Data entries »
[Start of section]

// src/main.rs

//! `conductor` runs one orchestration for one entity and prints its summary.
//!
//! Exit status is 1 when the config cannot be loaded or the request is
//! rejected (unknown module or entity, dependency cycle). Units that fail
//! are reported in the summary and do not change the exit status.

use conductor::{cli, logging, run};

#[tokio::main]
async fn main() {
    if let Err(err) = run_main().await {
        eprintln!("conductor error: {err:?}");
        std::process::exit(1);
    }
}

async fn run_main() -> anyhow::Result<()> {
    let args = cli::parse();
    logging::init_logging(args.log_level)?;
    run(args).await
}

[End of section]

Each line of the records should be repeated exactly as it stands.

// src/main.rs

//! `conductor` runs one orchestration for one entity and prints its summary.
//!
//! Exit status is 1 when the config cannot be loaded or the request is
//! rejected (unknown module or entity, dependency cycle). Units that fail
//! are reported in the summary and do not change the exit status.

use conductor::{cli, logging, run};

#[tokio::main]
async fn main() {
    if let Err(err) = run_main().await {
        eprintln!("conductor error: {err:?}");
        std::process::exit(1);
    }
}

async fn run_main() -> anyhow::Result<()> {
    let args = cli::parse();
    logging::init_logging(args.log_level)?;
    run(args).await
}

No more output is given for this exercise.